Squeezing into a tight one such pleasure could bring. A space is a place. It's a beautiful thing.

Sometimes you find a space and for it you must fight. Sometimes to find the space, you drive around half the night.

NEARY: So you also have, along with the humor, you've got the death and depression, heartbreak, murder at Christmas time, which you know, I think is going to go on to become a Christmas classic. What were you hoping listeners would feel after listening to this?

WAINWRIGHT: Well, I just - I'm hoping people are going to be exhausted when they finish with this record. It takes about 50 minute to get through it. You know, I'm old-fashioned enough to think that people would actually listen to it from beginning to end.

But yeah, I tried to cover a number of bases, including the outfield.

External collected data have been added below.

//! Wire protocol for Eventgate.
//!
//! Defines what clients receive: the two envelope versions, the entity
//! shapes inside them, the codecs that turn them into bytes, and the
//! [`Packet`] that carries one event pre-encoded for every encoding.
//!
//! Nothing here performs I/O.

mod codec;
mod envelope;
mod error;
mod models;
mod packet;

pub use codec::{Codec, JsonCodec, MsgpackCodec};
pub use envelope::{
    BulkDeletePosts, CurrentDeletePost, CurrentEnvelope, CurrentEvent, CurrentTyping, Hello,
    LegacyCreatePost, LegacyDeletePost, LegacyEnvelope, LegacyEvent, LegacyTyping,
    ReactionUpdate, RelationshipUpdate, TYPING_STATE_CHAT, TYPING_STATE_HOME,
};
pub use error::ProtocolError;
pub use models::{
    ChatRef, CurrentUser, LegacyAttachment, LegacyEmote, LegacyPost, LegacyReactionIndex,
    LegacyTimestamp, LegacyUser, POST_TYPE_REGULAR,
};
pub use packet::{Encoding, NonceSource, Packet, ProtocolVersion, WireFormat, hello_frame};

NEARY: So you are part of a family of musicians. Your ex-wife was the late singer-songwriter Kate McGarrigle. You are, of course, the father of Rufus Wainwright and singers Lucy Wainwright Roche and Martha Wainwright. And she backs you up on one song on this CD. So I'm wondering, do you ever have a day when you're not surrounded by music?

WAINWRIGHT: Well, you know, three out of my four kids, as you say, are musicians, and they're running around a lot. And we don't - we kind of bump into each other, it seems, at airports mostly. But you know, we sing together and do shows together on occasion. And it's a great context to hang out in, you know Thanksgiving dinner is much trickier.

NEARY: (Laughter) So I'm trying to imagine the whole family sitting around now. I don't know, in a little snow-covered cabin in the woods at Christmas time, gathering around the piano and guitars singing "I'll Be Killing You This Christmas." Is that going to be happening?

WAINWRIGHT: Yeah, I hope so. What a lovely idea.


WAINWRIGHT: (Singing) I'll be killing you this Christmas. 'Tis the season you must die.

NEARY: Loudon Wainwright III's new CD is called "Haven't Got the Blues Yet." Thanks so much for speaking with us.

WAINWRIGHT: Great talking to you.


WAINWRIGHT: (Singing) A Bush Master's on my wish list. My right to bear arms you cannot deny. I'll be shooting folks this Christmas.